What is needed: Retype the material so that each line matches the original exactly.
Exercise data START
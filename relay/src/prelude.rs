//! Common imports for most relay applications.

pub use crate::{
    assistant_entry, conversation, init_tracing, options_for_model, preset_system_prompt,
    system_entry, user_entry,
};
pub use crate::{relay_entry, relay_history};
pub use crate::{
    AssistantMessage, BoxFuture, ChatError, ChatErrorKind, ContentBlock, ConversationClient,
    HistoryEntry, Message, MessageStream, Options, RawRecord, ResponseFormat, ResponsesBackend,
    ResponsesTransport, ResultMessage, Role, SessionId, SystemPrompt, Transport, TransportError,
    TransportErrorKind, parse_message, query, query_with_transport,
};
Exercise data END
Task result:
filename relay/src/prelude.rs
//! Common imports for most relay applications.

pub use crate::{
    assistant_entry, conversation, init_tracing, options_for_model, preset_system_prompt,
    system_entry, user_entry,
};
pub use crate::{relay_entry, relay_history};
pub use crate::{
    AssistantMessage, BoxFuture, ChatError, ChatErrorKind, ContentBlock, ConversationClient,
    HistoryEntry, Message, MessageStream, Options, RawRecord, ResponseFormat, ResponsesBackend,
    ResponsesTransport, ResultMessage, Role, SessionId, SystemPrompt, Transport, TransportError,
    TransportErrorKind, parse_message, query, query_with_transport,
};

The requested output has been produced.